# grease



## [email protected] (Oct 17, 2011)

Hey guys I've got a customer that keeps plugging the kitchen line w grease , does anyone have a good product idea for her to use to cut down on the service calls . Thanks. Mark w/ Plumbing Concepts


----------



## sikxsevn (Jun 23, 2009)

Sure, a trash can. Either that or you could install a small grease interceptor, you didn't mention whether this residential or commercial.


----------



## [email protected] (Oct 17, 2011)

Duplex , and they've been told many times to empty all food and grease into a trash can but apparently not doing it


----------



## drtyhands (Aug 16, 2008)

[email protected] said:


> Duplex , and they've been told many times to empty all food and grease into a trash can but apparently not doing it


Are they paying the bill?
Hard to see them continuing to clog up a drain that they have to pay to maintain.


----------



## incarnatopnh (Feb 1, 2011)

If you post an intro the guys here will be more quick to help.


----------



## Mississippiplum (Sep 30, 2011)

Sell them a trash can along with some garbage bags. Sounds like the HO's are just lazy as hell.
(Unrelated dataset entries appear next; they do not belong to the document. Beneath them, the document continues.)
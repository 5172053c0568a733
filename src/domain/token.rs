//! Token claim types shared by the issuer and its callers

use serde::{Deserialize, Serialize};

use super::error::TokenError;
use super::user::{User, UserId};

/// Kind of a signed token, fixed when the token is minted
#[derive(Debug, Clone, Copy, PartialEq, Eq, Hash, Serialize, Deserialize)]
#[serde(rename_all = "lowercase")]
pub enum TokenKind {
    /// Short-lived token presented on each authorized request
    Access,
    /// Longer-lived token exchanged for a new pair
    Refresh,
}

impl TokenKind {
    pub fn as_str(&self) -> &'static str {
        match self {
            Self::Access => "access",
            Self::Refresh => "refresh",
        }
    }
}

impl std::fmt::Display for TokenKind {
    fn fmt(&self, f: &mut std::fmt::Formatter<'_>) -> std::fmt::Result {
        f.write_str(self.as_str())
    }
}

/// Identity snapshot copied into both tokens of a pair
#[derive(Debug, Clone, PartialEq, Eq)]
pub struct TokenSubject {
    pub id: UserId,
    pub username: String,
    pub role: String,
}

impl From<&User> for TokenSubject {
    fn from(user: &User) -> Self {
        Self {
            id: user.id(),
            username: user.username().to_string(),
            role: user.role().to_string(),
        }
    }
}

impl TryFrom<&TokenClaims> for TokenSubject {
    type Error = TokenError;

    fn try_from(claims: &TokenClaims) -> Result<Self, Self::Error> {
        Ok(Self {
            id: claims.user_id()?,
            username: claims.username.clone(),
            role: claims.role.clone(),
        })
    }
}

/// Payload embedded in a signed token
#[derive(Debug, Clone, PartialEq, Eq, Serialize, Deserialize)]
pub struct TokenClaims {
    /// Subject (user ID as a decimal string)
    pub sub: String,
    pub username: String,
    pub role: String,
    pub kind: TokenKind,
    /// Issued at (Unix seconds)
    pub iat: i64,
    /// Expires at (Unix seconds)
    pub exp: i64,
}

impl TokenClaims {
    /// Parse the subject back into a user ID
    pub fn user_id(&self) -> Result<UserId, TokenError> {
        self.sub
            .parse::<i64>()
            .ok()
            .and_then(|raw| UserId::new(raw).ok())
            .ok_or(TokenError::Malformed)
    }

    /// Ensure the token was minted as the given kind
    pub fn require_kind(&self, expected: TokenKind) -> Result<(), TokenError> {
        if self.kind == expected {
            Ok(())
        } else {
            Err(TokenError::WrongKind {
                expected,
                actual: self.kind,
            })
        }
    }
}

/// Access and refresh tokens minted together from one identity snapshot
#[derive(Debug, Clone, PartialEq, Eq, Serialize, Deserialize)]
pub struct TokenPair {
    pub access: String,
    pub refresh: String,
}

#[cfg(test)]
mod tests {
    use super::*;

    fn claims(sub: &str, kind: TokenKind) -> TokenClaims {
        TokenClaims {
            sub: sub.to_string(),
            username: "alice".to_string(),
            role: "editor".to_string(),
            kind,
            iat: 0,
            exp: 60,
        }
    }

    #[test]
    fn test_kind_serializes_lowercase() {
        let json = serde_json::to_string(&claims("1", TokenKind::Refresh)).unwrap();
        assert!(json.contains(r#""kind":"refresh""#));
    }

    #[test]
    fn test_user_id_from_subject() {
        assert_eq!(claims("42", TokenKind::Access).user_id().unwrap().value(), 42);
        assert_eq!(
            claims("abc", TokenKind::Access).user_id(),
            Err(TokenError::Malformed)
        );
        assert_eq!(
            claims("0", TokenKind::Access).user_id(),
            Err(TokenError::Malformed)
        );
    }

    #[test]
    fn test_require_kind() {
        let access = claims("1", TokenKind::Access);

        assert!(access.require_kind(TokenKind::Access).is_ok());
        assert_eq!(
            access.require_kind(TokenKind::Refresh),
            Err(TokenError::WrongKind {
                expected: TokenKind::Refresh,
                actual: TokenKind::Access,
            })
        );
    }

    #[test]
    fn test_subject_from_claims() {
        let subject = TokenSubject::try_from(&claims("9", TokenKind::Refresh)).unwrap();

        assert_eq!(subject.id.value(), 9);
        assert_eq!(subject.username, "alice");
        assert_eq!(subject.role, "editor");
    }

    #[test]
    fn test_pair_keys() {
        let pair = TokenPair {
            access: "a".to_string(),
            refresh: "r".to_string(),
        };
        let json = serde_json::to_value(&pair).unwrap();

        assert_eq!(json["access"], "a");
        assert_eq!(json["refresh"], "r");
    }
}
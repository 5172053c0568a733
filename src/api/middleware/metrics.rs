//! HTTP metrics middleware for recording request/response metrics

use std::time::Instant;

use axum::{body::Body, http::Request, middleware::Next, response::Response};

use super::logging::matched_path;
use crate::infrastructure::observability::record_http_request;

/// Middleware to record HTTP request metrics
pub async fn metrics_middleware(request: Request<Body>, next: Next) -> Response {
    let start = Instant::now();
    let method = request.method().clone();
    let path = matched_path(&request);

    let response = next.run(request).await;

    record_http_request(
        method.as_str(),
        &path,
        response.status().as_u16(),
        start.elapsed(),
    );

    response
}
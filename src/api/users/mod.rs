//! User management endpoints (access token required)
//!
//! Any valid access token may manage any user, privileged fields included.
//! Role checks belong to whatever sits in front of these routes.

use axum::{
    extract::{Path, State},
    http::StatusCode,
    routing::get,
    Router,
};
use tracing::debug;

use crate::api::middleware::RequireAccessToken;
use crate::api::state::AppState;
use crate::api::types::{ApiError, Json, UsersResponse};
use crate::domain::user::{User, UserId};
use crate::infrastructure::user::{CreateUserRequest, UpdateUserRequest};

/// Create the users router
pub fn create_users_router() -> Router<AppState> {
    Router::new()
        .route("/", get(list_users).post(create_user))
        .route(
            "/{id}",
            get(get_user).patch(update_user).delete(delete_user),
        )
}

fn parse_user_id(raw: &str) -> Result<UserId, ApiError> {
    raw.parse::<i64>()
        .ok()
        .and_then(|id| UserId::new(id).ok())
        .ok_or_else(|| {
            ApiError::bad_request(format!("Invalid user ID '{}'", raw))
                .with_param("id")
                .with_code("invalid_id")
        })
}

/// GET /users
pub async fn list_users(
    State(state): State<AppState>,
    RequireAccessToken(_): RequireAccessToken,
) -> Result<Json<UsersResponse>, ApiError> {
    let users = state.credential_service.list_all().await?;

    Ok(Json(UsersResponse::new(users)))
}

/// POST /users
pub async fn create_user(
    State(state): State<AppState>,
    RequireAccessToken(claims): RequireAccessToken,
    Json(request): Json<CreateUserRequest>,
) -> Result<(StatusCode, Json<User>), ApiError> {
    debug!(actor = %claims.sub, username = %request.username, "Creating user");

    let user = state.credential_service.create(request).await?;

    Ok((StatusCode::CREATED, Json(user)))
}

/// GET /users/{id}
pub async fn get_user(
    State(state): State<AppState>,
    RequireAccessToken(_): RequireAccessToken,
    Path(id): Path<String>,
) -> Result<Json<User>, ApiError> {
    let user = state.credential_service.get(parse_user_id(&id)?).await?;

    Ok(Json(user))
}

/// PATCH /users/{id}
pub async fn update_user(
    State(state): State<AppState>,
    RequireAccessToken(claims): RequireAccessToken,
    Path(id): Path<String>,
    Json(request): Json<UpdateUserRequest>,
) -> Result<Json<User>, ApiError> {
    let id = parse_user_id(&id)?;
    debug!(actor = %claims.sub, user_id = %id, "Updating user");

    let user = state.credential_service.update(id, request).await?;

    Ok(Json(user))
}

/// DELETE /users/{id}
pub async fn delete_user(
    State(state): State<AppState>,
    RequireAccessToken(claims): RequireAccessToken,
    Path(id): Path<String>,
) -> Result<StatusCode, ApiError> {
    let id = parse_user_id(&id)?;
    debug!(actor = %claims.sub, user_id = %id, "Deleting user");

    state.credential_service.delete(id).await?;

    Ok(StatusCode::NO_CONTENT)
}

#[cfg(test)]
mod tests {
    use super::*;

    #[test]
    fn test_parse_user_id() {
        assert_eq!(parse_user_id("42").unwrap().value(), 42);

        for raw in ["0", "-1", "abc", ""] {
            let err = parse_user_id(raw).unwrap_err();
            assert_eq!(err.status, StatusCode::BAD_REQUEST);
            assert_eq!(err.response.error.param.as_deref(), Some("id"));
        }
    }
}
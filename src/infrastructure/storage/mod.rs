//! Storage infrastructure - connection pooling and schema migrations

pub mod migrations;
mod postgres;

pub use migrations::{
    revert_last_migration, run_storage_migrations, storage_migrations, Migration,
    PostgresMigrator,
};
pub use postgres::{connect, PostgresConfig};
//! Prometheus metrics infrastructure

use std::sync::Arc;
use std::time::Duration;

use axum::{extract::State, response::IntoResponse, routing::get, Router};
use metrics::{counter, gauge, histogram};
use metrics_exporter_prometheus::{PrometheusBuilder, PrometheusHandle};
use once_cell::sync::Lazy;
use regex::Regex;

use crate::config::MetricsConfig;

static UUID_SEGMENT: Lazy<Regex> = Lazy::new(|| {
    Regex::new(r"[0-9a-f]{8}-[0-9a-f]{4}-[0-9a-f]{4}-[0-9a-f]{4}-[0-9a-f]{12}")
        .expect("UUID pattern is valid")
});

static NUMERIC_SEGMENT: Lazy<Regex> =
    Lazy::new(|| Regex::new(r"/\d+(/|$)").expect("numeric segment pattern is valid"));

/// Prometheus metrics handle for serving metrics endpoint
#[derive(Clone)]
pub struct PrometheusMetrics {
    handle: Arc<PrometheusHandle>,
}

impl PrometheusMetrics {
    /// Get the metrics as a string for the /metrics endpoint
    pub fn render(&self) -> String {
        self.handle.render()
    }
}

/// Initialize Prometheus metrics
pub fn init_metrics(config: &MetricsConfig) -> Option<PrometheusMetrics> {
    if !config.enabled {
        tracing::info!("Prometheus metrics disabled");
        return None;
    }

    match PrometheusBuilder::new().install_recorder() {
        Ok(handle) => {
            gauge!("credential_gateway_info", "version" => env!("CARGO_PKG_VERSION")).set(1.0);

            tracing::info!("Prometheus metrics initialized at {}", config.path);

            Some(PrometheusMetrics {
                handle: Arc::new(handle),
            })
        }
        Err(e) => {
            tracing::error!("Failed to initialize Prometheus metrics: {}", e);
            None
        }
    }
}

/// Create the metrics router
pub fn create_metrics_router(metrics: PrometheusMetrics, path: &str) -> Router {
    Router::new()
        .route(path, get(metrics_handler))
        .with_state(metrics)
}

async fn metrics_handler(State(metrics): State<PrometheusMetrics>) -> impl IntoResponse {
    metrics.render()
}

/// Record an HTTP request metric
pub fn record_http_request(method: &str, path: &str, status: u16, duration: Duration) {
    let labels = [
        ("method", method.to_string()),
        ("path", sanitize_path(path)),
        ("status", status.to_string()),
    ];

    counter!("http_requests_total", &labels).increment(1);
    histogram!("http_request_duration_seconds", &labels).record(duration.as_secs_f64());

    if status >= 500 {
        counter!("http_server_errors_total", &labels).increment(1);
    }
}

/// Account flows tracked by `auth_events_total`
#[derive(Debug, Clone, Copy, PartialEq, Eq)]
pub enum AuthEvent {
    Signup,
    Login,
    Refresh,
}

impl AuthEvent {
    pub fn as_str(&self) -> &'static str {
        match self {
            Self::Signup => "signup",
            Self::Login => "login",
            Self::Refresh => "refresh",
        }
    }
}

/// Count an account flow outcome
pub fn record_auth_event(event: AuthEvent, success: bool) {
    let labels = [
        ("event", event.as_str().to_string()),
        ("outcome", if success { "success" } else { "failure" }.to_string()),
    ];

    counter!("auth_events_total", &labels).increment(1);
}

/// Sanitize URL path for metric labels (remove IDs, limit cardinality)
fn sanitize_path(path: &str) -> String {
    let path = UUID_SEGMENT.replace_all(path, "{id}");
    let path = NUMERIC_SEGMENT.replace_all(&path, "/{id}$1");

    path.chars().take(50).collect()
}

#[cfg(test)]
mod tests {
    use super::*;

    #[test]
    fn test_sanitize_path_numeric_id() {
        assert_eq!(sanitize_path("/users/123"), "/users/{id}");
        assert_eq!(sanitize_path("/users/123/sessions"), "/users/{id}/sessions");
    }

    #[test]
    fn test_sanitize_path_uuid() {
        let path = "/users/550e8400-e29b-41d4-a716-446655440000";
        assert_eq!(sanitize_path(path), "/users/{id}");
    }

    #[test]
    fn test_sanitize_path_no_id() {
        assert_eq!(sanitize_path("/accounts/login"), "/accounts/login");
    }

    #[test]
    fn test_sanitize_path_truncates_long_paths() {
        let path = "/very/long/path/that/exceeds/the/maximum/allowed/length/for/metrics";
        assert!(sanitize_path(path).len() <= 50);
    }

    #[test]
    fn test_recording_without_recorder_is_noop() {
        record_http_request("GET", "/users/1", 200, Duration::from_millis(3));
        record_auth_event(AuthEvent::Login, false);
    }

    #[test]
    fn test_auth_event_labels() {
        assert_eq!(AuthEvent::Signup.as_str(), "signup");
        assert_eq!(AuthEvent::Login.as_str(), "login");
        assert_eq!(AuthEvent::Refresh.as_str(), "refresh");
    }
}
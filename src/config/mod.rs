//! Layered application configuration

mod app_config;

pub use app_config::{
    AppConfig, AuthConfig, LogFormat, LoggingConfig, MetricsConfig, ServerConfig,
    StorageBackend, StorageConfig,
};
//! Infrastructure layer - Concrete hashers, token services, stores and observability

pub mod auth;
pub mod logging;
pub mod observability;
pub mod storage;
pub mod user;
There is really no product for use in a resy application that will prevent the line from clogging.


----------



## [email protected] (Oct 17, 2011)

Thanks guys ill send them a trash can for Xmas ... I appreciate the responses


----------



## Plumberman (Jul 7, 2008)

Mississippiplum said:


> Sell them a trash can along with some garbage bags. Sounds like the HO's are just lazy as hell. There is really no product for use in a resy application that will prevent the line from clogging.


Actually there is..

It won't prevent it from clogging per say but it will help with cutting down the grease build up in the drain line.


----------



## Plumberman (Jul 7, 2008)

[email protected] said:


> Thanks guys ill send them a trash can for Xmas ... I appreciate the responses


Post an intro and I know of a product that will help you out.


----------



## gear junkie (Jun 20, 2008)

It's her money, it's her choice to pour grease down the drain, just make sure you're doing the best job you can to clean it out.


----------



## retired rooter (Dec 31, 2008)

Mississippiplum said:


> Sell them a trash can along with some garbage bags. Sounds like the HO's are just lazy as hell. There is really no product for use in a resy application that will prevent the line from clogging.


 AMEN then tell landlord to make them start paying bill


----------